This is a series on finding your niche in doing family history.
One of the coolest parts of doing family history is realizing how interconnected you are to so many people. Relative Finder helps you explore your relationships with famous people from history or even relationships with your friends.
When you first log in through FamilySearch, it pulls up a list of your historically significant relatives, starting with the ones most closely related to you. It tells you their name, how you’re related to them, and how they are significant in history. You can click on their name to see more information, and in some cases it will link to Wikipedia. For example, one of my 9th great grandmothers was hung during the Salem witch trials, so it linked to a Wikipedia page about her life and her witch trial.
You can connect to friends and neighbors by creating a group. My ward has a group, and there I can see how I’m related to the people in my ward, which is kind of fun. It’s really easy to create a group or join a group someone has already created. Just keep in mind groups work best between people who aren’t obviously related. A group with your cousins, aunts, and uncles will be pretty boring, because you already know how you’re related.
Unfortunately getting to where you can see the groups you’ve joined isn’t very intuitive. If you click the down arrow labeled “Show Groups” you can filter the list down to specific groups. So if I select my ward group (under the Private heading) I’ll be able to see the other ward members who have already joined and how we’re related. You can also filter down to a specific public group from here.
For example, I filtered down to Movie Stars. Jimmy Stewart is my 6th cousin, twice removed, and Lucille Ball is my 7th cousin, 4 times removed.

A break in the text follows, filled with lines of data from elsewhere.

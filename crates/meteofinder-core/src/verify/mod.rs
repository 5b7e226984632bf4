pub mod anthropic;
pub mod budget;
pub mod upload;
pub mod verifier;

use std::fmt;
use std::path::PathBuf;

use serde::{Deserialize, Serialize};

use crate::error::RemoteError;
use crate::lines::LineSegment;

pub use anthropic::{api_key_looks_valid, AnthropicClassifier, AnthropicSettings};
pub use budget::{RateLimiter, RunBudget};
pub use upload::{prepare_upload, UploadImage, UploadSettings};
pub use verifier::{RemoteVerifier, VerifierSettings};

/// What the verification boundary is asked about one image.
#[derive(Clone, Debug, PartialEq)]
pub struct VerificationRequest {
    pub path: PathBuf,
    /// Best local segment, in analysis-raster coordinates.
    pub segment: Option<LineSegment>,
    /// Analysis size divided by original size.
    pub analysis_scale: f32,
    pub local_score: f32,
}

#[derive(Clone, Copy, Debug, Default, PartialEq, Eq, Serialize, Deserialize)]
#[serde(rename_all = "lowercase")]
pub enum Confidence {
    High,
    Medium,
    #[default]
    Low,
}

impl Confidence {
    /// Lenient parse; anything unrecognized is `Low`.
    pub fn parse(text: &str) -> Confidence {
        match text.trim().to_ascii_lowercase().as_str() {
            "high" => Self::High,
            "medium" => Self::Medium,
            _ => Self::Low,
        }
    }
}

impl fmt::Display for Confidence {
    fn fmt(&self, f: &mut fmt::Formatter<'_>) -> fmt::Result {
        match self {
            Self::High => write!(f, "high"),
            Self::Medium => write!(f, "medium"),
            Self::Low => write!(f, "low"),
        }
    }
}

/// The verification boundary's answer.
#[derive(Clone, Debug, PartialEq, Serialize, Deserialize)]
pub struct Classification {
    pub is_meteor: bool,
    #[serde(default)]
    pub confidence: Confidence,
    #[serde(default)]
    pub description: String,
}

/// Something that can tell whether an image shows a meteor.
///
/// Calls may block for network latency. Implementations must be usable from
/// several escalation threads at once.
pub trait MeteorClassifier: Send + Sync {
    fn name(&self) -> &str;

    fn classify(&self, request: &VerificationRequest) -> Result<Classification, RemoteError>;
}
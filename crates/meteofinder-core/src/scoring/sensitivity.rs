use std::fmt;

use serde::{Deserialize, Serialize};

use crate::error::{MeteorError, Result};

/// Meteor detection sensitivity, 1 (strictest) to 5 (most permissive).
#[derive(Clone, Copy, Debug, PartialEq, Eq, PartialOrd, Ord, Hash, Serialize, Deserialize)]
#[serde(try_from = "u8", into = "u8")]
pub struct SensitivityLevel(u8);

/// Acceptance thresholds of one sensitivity level.
///
/// Lengths are in full-resolution pixels and scaled to the analysis raster by
/// the scorer. Brightness is on the [0, 1] intensity scale, curvature is an
/// RMS deviation in pixels.
#[derive(Clone, Copy, Debug, PartialEq, Serialize, Deserialize)]
pub struct Thresholds {
    pub min_length: f32,
    pub min_score: f32,
    pub max_curvature: f32,
    pub min_brightness: f32,
}

const TABLE: [Thresholds; 5] = [
    Thresholds {
        min_length: 100.0,
        min_score: 0.70,
        max_curvature: 1.0,
        min_brightness: 180.0 / 255.0,
    },
    Thresholds {
        min_length: 80.0,
        min_score: 0.60,
        max_curvature: 1.5,
        min_brightness: 150.0 / 255.0,
    },
    Thresholds {
        min_length: 50.0,
        min_score: 0.50,
        max_curvature: 2.0,
        min_brightness: 120.0 / 255.0,
    },
    Thresholds {
        min_length: 30.0,
        min_score: 0.40,
        max_curvature: 2.5,
        min_brightness: 100.0 / 255.0,
    },
    Thresholds {
        min_length: 20.0,
        min_score: 0.30,
        max_curvature: 3.0,
        min_brightness: 80.0 / 255.0,
    },
];

impl SensitivityLevel {
    pub const MIN: u8 = 1;
    pub const MAX: u8 = 5;

    pub fn new(level: u8) -> Result<Self> {
        Self::try_from(level)
    }

    pub fn value(self) -> u8 {
        self.0
    }

    /// All levels, strictest first.
    pub fn all() -> impl Iterator<Item = SensitivityLevel> {
        (Self::MIN..=Self::MAX).map(SensitivityLevel)
    }

    pub fn thresholds(self) -> Thresholds {
        TABLE[(self.0 - Self::MIN) as usize]
    }

    pub fn description(self) -> &'static str {
        match self.0 {
            1 => "Very strict (fewer candidates, might miss faint meteors)",
            2 => "Strict",
            3 => "Balanced (recommended)",
            4 => "Sensitive",
            _ => "Very sensitive (more candidates, catches faint trails)",
        }
    }
}

impl Default for SensitivityLevel {
    fn default() -> Self {
        SensitivityLevel(3)
    }
}

impl TryFrom<u8> for SensitivityLevel {
    type Error = MeteorError;

    fn try_from(level: u8) -> Result<Self> {
        if (Self::MIN..=Self::MAX).contains(&level) {
            Ok(SensitivityLevel(level))
        } else {
            Err(MeteorError::Configuration(format!(
                "sensitivity must be between {} and {}, got {level}",
                Self::MIN,
                Self::MAX
            )))
        }
    }
}

impl From<SensitivityLevel> for u8 {
    fn from(level: SensitivityLevel) -> u8 {
        level.0
    }
}

impl fmt::Display for SensitivityLevel {
    fn fmt(&self, f: &mut fmt::Formatter<'_>) -> fmt::Result {
        write!(f, "{}", self.0)
    }
}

If I’m curious exactly how I’m related to Lucille Ball, I can click View and it’ll pull up a chart showing our relationship. You can even download a pdf.
The last fun thing you can do with Relative Finder is connect with a friend temporarily to see all the ways you’re related (groups only show the one closest way you’re related). I’ve done this with both a friend and my husband, and it’s mind-boggling how many connections we have. Just click the connect button, and it’ll give you a session ID to share with your friend. As you can see below, the password to join a session only lasts for 1 minute, so you both have to be at the ready–one to give the password and the other to join by typing it in. I did it over text with a friend, and we didn’t have a problem joining in time. But if you do miss it, just try again. This seems like a pain, but it’s a good security feature.